Evet, muaf kalır fakat bu onların '' duygulardan '' kopmuş olduğu anlamına gelmez. Toplum bir insanın kimlik oluşumunu sağlayan kesimdir ama ANA unsur değildir. Ana unsur kişinin kendisidir. Topluma tam manasıyla tüm benliğiyle karışanlar '' kendi özünden '' uzaklaşmış olurlar. Her şeyin dozunda olması gerekir ki toplum yönüne fazla kapılmak kimlik kaybına neden olur. Toplum içine karışmak veya toplumla bütünleşmek kavramı ya da anlayışı eski dönemlere aittir. Günümüzde bu argümanın pek sağlıklı işlev gösterdiğini düşünmüyorum. Toplum kendi içinde kopuktur. Haliyle zaman topluma karışmakla  daha hızla ilerleyecektir. Neticede günümüzün toplum içindeki kişilerin düşünceleri, anlayışları tek bir kalıp haline indirgenmiş durumdadır. Velhasıl '' toplumla bütünleşme ''kavramı ne yazık ki ülkemiz için geçerli bir eylem değildir. Aksine insan için oldukça zararlıdır. 

Zamanınızı topluma girmek için harcayacağınıza kendi topluluğunuzu oluşturun. Topluma her daim bir elinizi uzatın sakın iki elinizle tutmaya çalışmayın. İnsanın bir yanı kalabalığa, diğer yanı kendine aittir.
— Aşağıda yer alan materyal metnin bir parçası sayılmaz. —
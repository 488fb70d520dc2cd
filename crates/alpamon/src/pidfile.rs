//! Single-instance enforcement, grounded in the original agent's use of
//! the `pid` package's `PidFile`.
//!
//! An `flock(2)` on `/var/run/alpamon.pid` rather than a bare "does the file
//! exist" check: a stale PID file left behind by a killed process must not
//! block the next start.

use nix::fcntl::{flock, FlockArg};
use std::fs::OpenOptions;
use std::io;
use std::os::fd::AsRawFd;
use std::path::{Path, PathBuf};

const PID_PATH: &str = "/var/run/alpamon.pid";

pub struct PidFile {
    path: PathBuf,
    file: std::fs::File,
}

impl PidFile {
    /// Acquires the lock and writes this process's PID, failing if another
    /// instance already holds it.
    pub fn acquire() -> Result<Self, io::Error> {
        Self::acquire_at(Path::new(PID_PATH))
    }

    pub fn acquire_at(path: &Path) -> Result<Self, io::Error> {
        let file = OpenOptions::new().create(true).write(true).truncate(false).open(path)?;

        flock(file.as_raw_fd(), FlockArg::LockExclusiveNonblock)
            .map_err(|_| io::Error::new(io::ErrorKind::AddrInUse, format!("{} is locked by another instance", path.display())))?;

        use std::io::{Seek, SeekFrom, Write};
        let mut file = file;
        file.set_len(0)?;
        file.seek(SeekFrom::Start(0))?;
        write!(file, "{}", std::process::id())?;
        file.flush()?;

        Ok(Self { path: path.to_path_buf(), file })
    }
}

impl Drop for PidFile {
    fn drop(&mut self) {
        let _ = flock(self.file.as_raw_fd(), FlockArg::Unlock);
        let _ = std::fs::remove_file(&self.path);
    }
}

#[cfg(test)]
mod tests {
    use super::*;

    #[test]
    fn second_acquire_on_same_path_fails() {
        let dir = tempfile::tempdir().unwrap();
        let path = dir.path().join("alpamon.pid");
        let first = PidFile::acquire_at(&path).unwrap();
        assert!(PidFile::acquire_at(&path).is_err());
        drop(first);
        assert!(PidFile::acquire_at(&path).is_ok());
    }
}
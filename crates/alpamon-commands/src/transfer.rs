//! File download/upload (the `download`/`upload` internal verbs), grounded
//! in the original's `run_filedown_bg`/`run_fileupload_bg`: a forked child drops
//! privileges to the requested identity before touching the filesystem, so
//! the write/read happens with the target user's permissions rather than
//! the agent's own (usually root).

use nix::sys::wait::{waitpid, WaitStatus};
use nix::unistd::{fork, ForkResult};
use std::io::Write;

async fn drop_privileges_and<F>(username: &str, groupname: &str, op: F) -> Result<(), String>
where
    F: FnOnce() -> std::io::Result<()> + Send + 'static,
{
    let username = username.to_string();
    let groupname = groupname.to_string();
    tokio::task::spawn_blocking(move || fork_and_run(&username, &groupname, op))
        .await
        .map_err(|e| e.to_string())?
}

fn fork_and_run<F>(username: &str, groupname: &str, op: F) -> Result<(), String>
where
    F: FnOnce() -> std::io::Result<()>,
{
    // Safety: the forked child only calls privilege-drop syscalls and the
    // caller-supplied closure before exiting; it never returns to the
    // parent's call stack.
    match unsafe { fork() }.map_err(|e| e.to_string())? {
        ForkResult::Child => {
            if nix::unistd::getuid().is_root() && username != "root" {
                if let (Ok(Some(user)), Ok(Some(group))) =
                    (nix::unistd::User::from_name(username), nix::unistd::Group::from_name(groupname))
                {
                    let _ = nix::unistd::setgid(group.gid);
                    let _ = nix::unistd::setuid(user.uid);
                }
            }
            let code = if op().is_ok() { 0 } else { 1 };
            std::process::exit(code);
        }
        ForkResult::Parent { child } => match waitpid(child, None) {
            Ok(WaitStatus::Exited(_, 0)) => Ok(()),
            Ok(_) => Err("child process failed".to_string()),
            Err(e) => Err(e.to_string()),
        },
    }
}

/// Writes `content` to `path` as `username`/`groupname`.
pub async fn write_as(path: &str, content: &[u8], username: &str, groupname: &str) -> Result<(), String> {
    let path = path.to_string();
    let content = content.to_vec();
    drop_privileges_and(username, groupname, move || {
        let mut file = std::fs::File::create(&path)?;
        file.write_all(&content)
    })
    .await
}

/// Reads `path` as `username`/`groupname` and posts it to `destination`.
pub async fn upload_as(path: &str, destination: &str, username: &str, groupname: &str) -> Result<(), String> {
    let source = path.to_string();
    let content = read_as(&source, username, groupname).await?;

    let client = reqwest::Client::new();
    let form =
        reqwest::multipart::Form::new().part("content", reqwest::multipart::Part::bytes(content).file_name(source));
    client
        .post(destination)
        .multipart(form)
        .timeout(std::time::Duration::from_secs(600))
        .send()
        .await
        .map(|_| ())
        .map_err(|e| e.to_string())
}

/// Reads `path`'s contents as `username`/`groupname`, piping the bytes back
/// from the privilege-dropped child to the parent.
async fn read_as(path: &str, username: &str, groupname: &str) -> Result<Vec<u8>, String> {
    let username = username.to_string();
    let groupname = groupname.to_string();
    let path = path.to_string();
    tokio::task::spawn_blocking(move || fork_and_read(&path, &username, &groupname))
        .await
        .map_err(|e| e.to_string())?
}

fn fork_and_read(path: &str, username: &str, groupname: &str) -> Result<Vec<u8>, String> {
    use std::io::Read;
    use std::os::fd::{FromRawFd, IntoRawFd};

    let (read_fd, write_fd) = nix::unistd::pipe().map_err(|e| e.to_string())?;

    // Safety: same as `fork_and_run` - the child only drops privileges,
    // writes to the pipe, and exits.
    match unsafe { fork() }.map_err(|e| e.to_string())? {
        ForkResult::Child => {
            drop(read_fd);
            if nix::unistd::getuid().is_root() && username != "root" {
                if let (Ok(Some(user)), Ok(Some(group))) =
                    (nix::unistd::User::from_name(username), nix::unistd::Group::from_name(groupname))
                {
                    let _ = nix::unistd::setgid(group.gid);
                    let _ = nix::unistd::setuid(user.uid);
                }
            }
            let code = match std::fs::read(path) {
                Ok(bytes) => {
                    let mut file = unsafe { std::fs::File::from_raw_fd(write_fd.into_raw_fd()) };
                    if file.write_all(&bytes).is_ok() {
                        0
                    } else {
                        1
                    }
                }
                Err(_) => 1,
            };
            std::process::exit(code);
        }
        ForkResult::Parent { child } => {
            drop(write_fd);
            let mut file = unsafe { std::fs::File::from_raw_fd(read_fd.into_raw_fd()) };
            let mut buf = Vec::new();
            let _ = file.read_to_end(&mut buf);
            match waitpid(child, None) {
                Ok(WaitStatus::Exited(_, 0)) => Ok(buf),
                Ok(_) => Err("child process failed".to_string()),
                Err(e) => Err(e.to_string()),
            }
        }
    }
}
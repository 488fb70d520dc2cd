//! Python package management (`pypackage`/`upgrade` internal verbs),
//! grounded in `packager/python.py`'s `PythonPackageManager` and
//! `packager/utils.py`'s `get_python_package`: shell out to `pip3` for
//! install/uninstall, and for a self-upgrade, fetch the named artifact from
//! the control plane's python package index before installing it the same
//! way.

use alpamon_shell::{runcmd, CommandOutcome, ShellError, DEFAULT_TIMEOUT};
use alpamon_transport::SharedClient;
use std::time::Duration;

const PIP: &str = "pip3";

/// Installs (or upgrades) `name` from the configured pip index.
pub async fn install_from_pip(name: &str) -> Result<CommandOutcome, ShellError> {
    runcmd(
        &[PIP.to_string(), "install".to_string(), "-U".to_string(), name.to_string()],
        Some("root"),
        Some("root"),
        None,
        DEFAULT_TIMEOUT,
    )
    .await
}

/// Writes `content` to `name` as a wheel file, installs it with `pip3`, then
/// removes the file regardless of outcome, matching the original's
/// write-then-always-clean-up shape.
pub async fn install_from_wheel(name: &str, content: &[u8]) -> Result<CommandOutcome, String> {
    tokio::fs::write(name, content)
        .await
        .map_err(|e| format!("failed to write {name}: {e}"))?;

    let result = runcmd(
        &[PIP.to_string(), "install".to_string(), "-U".to_string(), name.to_string()],
        Some("root"),
        Some("root"),
        None,
        DEFAULT_TIMEOUT,
    )
    .await;
    let _ = tokio::fs::remove_file(name).await;
    result.map_err(|e| e.to_string())
}

pub async fn uninstall(name: &str) -> Result<CommandOutcome, ShellError> {
    runcmd(
        &[PIP.to_string(), "uninstall".to_string(), "-y".to_string(), name.to_string()],
        Some("root"),
        Some("root"),
        None,
        DEFAULT_TIMEOUT,
    )
    .await
}

/// Looks up `name` in the control plane's python package index and
/// downloads its artifact, returning the artifact's own name (which may
/// differ from the query name) and bytes.
pub async fn fetch_package(client: &SharedClient, name: &str) -> Result<(String, Vec<u8>), String> {
    let entries_path = format!("/api/packages/python/entries/?package__name={name}&target=py3");
    let response = client
        .request(reqwest::Method::GET, &entries_path, None, Duration::from_secs(5))
        .await
        .map_err(|e| e.to_string())?;

    if !response.is_success() {
        return Err(format!("server responded {}", response.status));
    }

    let entry = response
        .body
        .get("results")
        .and_then(|r| r.as_array())
        .and_then(|a| a.first())
        .ok_or_else(|| format!("package not found: ({name}, py3)"))?;

    let artifact_name = entry
        .get("name")
        .and_then(serde_json::Value::as_str)
        .ok_or_else(|| "package entry missing name".to_string())?
        .to_string();
    let download_url = entry
        .get("download_url")
        .and_then(serde_json::Value::as_str)
        .ok_or_else(|| "package entry missing download_url".to_string())?;

    let bytes = client
        .download(download_url, Duration::from_secs(600))
        .await
        .map_err(|e| e.to_string())?;

    Ok((artifact_name, bytes.to_vec()))
}
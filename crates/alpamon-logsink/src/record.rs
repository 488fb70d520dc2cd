//! The framed log record and its translation to the outbound POST shape.
//!
//! Each frame's payload is a JSON object rather than a pickled
//! `logging.LogRecord` — every other wire format in this agent is JSON, and
//! pickle has no safe equivalent to reach for here, so co-resident senders
//! serialize the same field set as JSON instead.

use serde::{Deserialize, Serialize};

/// A single log record as received over the wire.
#[derive(Debug, Clone, Deserialize)]
pub struct LogRecord {
    /// Unix timestamp (seconds, fractional) the record was created at.
    pub created: f64,
    pub levelno: i32,
    pub name: String,
    pub pathname: String,
    pub lineno: u32,
    pub process: u32,
    pub thread: u64,
    #[serde(rename = "processName")]
    pub process_name: String,
    #[serde(rename = "threadName")]
    pub thread_name: String,
    pub msg: String,
    #[serde(default)]
    pub program: String,
}

/// The `/api/history/logs/` POST body shape.
#[derive(Debug, Serialize)]
pub struct LogEntry {
    pub date: String,
    pub level: i32,
    pub program: String,
    pub name: String,
    pub path: String,
    pub lineno: u32,
    pub pid: u32,
    pub tid: u64,
    pub process: String,
    pub thread: String,
    pub msg: String,
}

impl From<LogRecord> for LogEntry {
    fn from(r: LogRecord) -> Self {
        let secs = r.created.trunc() as i64;
        let nanos = (r.created.fract() * 1_000_000_000.0).round() as u32;
        let date = chrono::DateTime::from_timestamp(secs, nanos)
            .unwrap_or_else(|| chrono::DateTime::from_timestamp(0, 0).unwrap())
            .format("%Y-%m-%dT%H:%M:%S%.fZ")
            .to_string();

        LogEntry {
            date,
            level: r.levelno,
            program: r.program,
            name: r.name,
            path: r.pathname,
            lineno: r.lineno,
            pid: r.process,
            tid: r.thread,
            process: r.process_name,
            thread: r.thread_name,
            msg: r.msg,
        }
    }
}
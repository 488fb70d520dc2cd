use alpamon_core::events::AgentEvent;
use std::time::Instant;

/// Events emitted by the coalescing single-flight lock - the `debug`
/// internal command and any listener wired through
/// `CoalesceConfig::builder().on_event(...)` observe the same stream the
/// `tracing`/`metrics` features would otherwise log independently.
#[derive(Debug, Clone)]
pub enum CoalesceEvent {
    /// This request became the leader and is running the underlying call.
    Leading {
        pattern_name: String,
        timestamp: Instant,
    },
    /// This request found one already in flight for its key and is
    /// waiting for that leader's result instead of running again.
    Waiting {
        pattern_name: String,
        timestamp: Instant,
    },
}

impl AgentEvent for CoalesceEvent {
    fn event_type(&self) -> &'static str {
        match self {
            CoalesceEvent::Leading { .. } => "Leading",
            CoalesceEvent::Waiting { .. } => "Waiting",
        }
    }

    fn timestamp(&self) -> Instant {
        match self {
            CoalesceEvent::Leading { timestamp, .. } | CoalesceEvent::Waiting { timestamp, .. } => {
                *timestamp
            }
        }
    }

    fn pattern_name(&self) -> &str {
        match self {
            CoalesceEvent::Leading { pattern_name, .. }
            | CoalesceEvent::Waiting { pattern_name, .. } => pattern_name,
        }
    }
}
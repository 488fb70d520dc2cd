//! `runcmd`: spawns one command, optionally dropping privileges to a
//! named user/group first, with a bounded timeout.

use crate::error::ShellError;
use alpamon_timelimiter::{TimeLimiterError, TimeLimiterLayer};
use nix::unistd::{initgroups, setresgid, setresuid, Gid, Uid, User};
use std::collections::HashMap;
use std::ffi::CString;
use std::os::unix::process::{CommandExt, ExitStatusExt};
use std::process::Stdio;
use std::time::Duration;
use tokio::process::Command;
use tower::{service_fn, Layer, Service, ServiceExt};

/// Default wall-clock budget for a single command.
pub const DEFAULT_TIMEOUT: Duration = Duration::from_secs(3600);

/// Exit code and combined stdout+stderr of a finished command.
#[derive(Debug, Clone)]
pub struct CommandOutcome {
    pub exit_code: i32,
    pub output: String,
}

/// Looks up `username`/`groupname` and resolves the uid/gid/supplementary
/// groups needed to demote a child process before exec, matching the
/// original's `demote()`: root stays root, everyone else drops to the
/// target identity.
fn resolve_identity(username: &str, groupname: &str) -> Result<(Uid, Gid), ShellError> {
    let user = User::from_name(username)
        .map_err(|e| ShellError::PrivilegeDrop(e.to_string()))?
        .ok_or_else(|| ShellError::UnknownUser(username.to_string()))?;
    let group = nix::unistd::Group::from_name(groupname)
        .map_err(|e| ShellError::PrivilegeDrop(e.to_string()))?
        .ok_or_else(|| ShellError::UnknownGroup(groupname.to_string()))?;
    Ok((user.uid, group.gid))
}

/// Runs `args[0]` with `args[1..]`, dropping privileges to `username`/
/// `groupname` first unless `username` is `"root"` ("root stays
/// root; any other identity is applied with `setresgid`/`setresuid`/
/// `initgroups` before `execve`").
pub async fn runcmd(
    args: &[String],
    username: Option<&str>,
    groupname: Option<&str>,
    env: Option<HashMap<String, String>>,
    timeout: Duration,
) -> Result<CommandOutcome, ShellError> {
    if args.is_empty() {
        return Ok(CommandOutcome { exit_code: 0, output: String::new() });
    }

    let mut command = Command::new(&args[0]);
    command.args(&args[1..]).stdin(Stdio::null()).stdout(Stdio::piped()).stderr(Stdio::piped());

    if let Some(env) = env {
        command.envs(env);
    }

    if let (Some(user), Some(group)) = (username, groupname) {
        if user != "root" {
            let (uid, gid) = resolve_identity(user, group)?;
            let user_cstr = CString::new(user).map_err(|e| ShellError::PrivilegeDrop(e.to_string()))?;
            // Safety: pre_exec runs in the forked child before exec, single-threaded
            // and async-signal-safe: only libc syscalls, no allocation beyond what
            // nix's safe wrappers already perform.
            unsafe {
                command.pre_exec(move || {
                    initgroups(&user_cstr, gid).map_err(std::io::Error::from)?;
                    setresgid(gid, gid, gid).map_err(std::io::Error::from)?;
                    setresuid(uid, uid, uid).map_err(std::io::Error::from)?;
                    Ok(())
                });
            }
        }
    }

    let limiter = TimeLimiterLayer::<()>::builder().timeout_duration(timeout).build();
    let mut child = Some(command);
    let mut limited = limiter.layer(service_fn(move |_: ()| {
        let mut command = child.take().expect("service called once");
        async move { command.output().await }
    }));

    let output = limited.ready().await.unwrap().call(()).await;

    match output {
        Ok(output) => {
            let mut combined = String::from_utf8_lossy(&output.stdout).into_owned();
            combined.push_str(&String::from_utf8_lossy(&output.stderr));
            let exit_code = output.status.code().unwrap_or_else(|| output.status.signal().unwrap_or(-1));
            Ok(CommandOutcome { exit_code, output: combined })
        }
        Err(TimeLimiterError::Timeout) => Err(ShellError::Timeout),
        Err(TimeLimiterError::Inner(e)) => Err(ShellError::Spawn(e)),
    }
}

#[cfg(test)]
mod tests {
    use super::*;

    #[tokio::test]
    async fn echoes_argument_back_as_root() {
        let outcome = runcmd(
            &["/bin/echo".to_string(), "hi".to_string()],
            Some("root"),
            Some("root"),
            None,
            Duration::from_secs(5),
        )
        .await
        .unwrap();
        assert_eq!(outcome.exit_code, 0);
        assert_eq!(outcome.output.trim(), "hi");
    }

    #[tokio::test]
    async fn nonzero_exit_is_reported_not_errored() {
        let outcome = runcmd(
            &["/bin/false".to_string()],
            Some("root"),
            Some("root"),
            None,
            Duration::from_secs(5),
        )
        .await
        .unwrap();
        assert_ne!(outcome.exit_code, 0);
    }

    #[tokio::test]
    async fn slow_command_times_out() {
        let result = runcmd(
            &["/bin/sleep".to_string(), "5".to_string()],
            Some("root"),
            Some("root"),
            None,
            Duration::from_millis(50),
        )
        .await;
        assert!(matches!(result, Err(ShellError::Timeout)));
    }
}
Kalabalıklardan öğrenilenler diğer yanınıza ders niteliği taşır. Diğer yanınızda öğrendiklerinizi kalabalıkta uygulamak yada uygulamamak için kullanırsınız. Zamanı ikiye bölmüş olursunuz. Bir tarafta hızla ilerleyen zaman, kendinizle bütünleştiğiniz yerde doya doya geçer. Bir yerden kaçan zamana bu tarafta sarılırsınız.

Yapısı bozulmuş, anlayışı kıtlığa evirilmiş, bakışı arsızlığa bürünmüş bu yerde '' iyi '' tanımına uygun bir kişi arayışına girerek zamanınızı hiç etmeyiniz. Kendinizle geçireceğiniz her an, boş yere geçirdiğiniz o günlere, aylara ve hatta yıllara bedeldir. 

İnsanın önce kendini bilmesi ve anlaması gerekir ki sonrasında insanları en sonunda da insanlığı anlasın. Şimdikiler oturdukları sofrada birbirlerinin değerlerini, duygularını yerken insanlığı anlama üzerine ağız dolusu anlamsız kelimelerle konuşmaya çalışıyorlar...

Bu sofranın müdavimleri gün geçtikçe fazlalaşıyor. Kapıları ardına değin açıktır. Kendinizle ne kadar çok zaman geçirirseniz geçirin yolunuz bu alana düşecektir. Kendinize yönelteceğiniz kritik iki soru olacaktır;

- Çoğunluğu olduğu yer, doğru yer midir?
- Benim burada olmam, değerli olduğum anlamına mı gelir? 

Soruların alacağı cevaplar izleyeceğiniz yolun ne tarafa olduğunu gösterecektir. Bu alana girerseniz zaman su gibi akacaktır ve hayat denilen o büyülü yolcuğunu uzağında kalacaksınızdır; bilginize.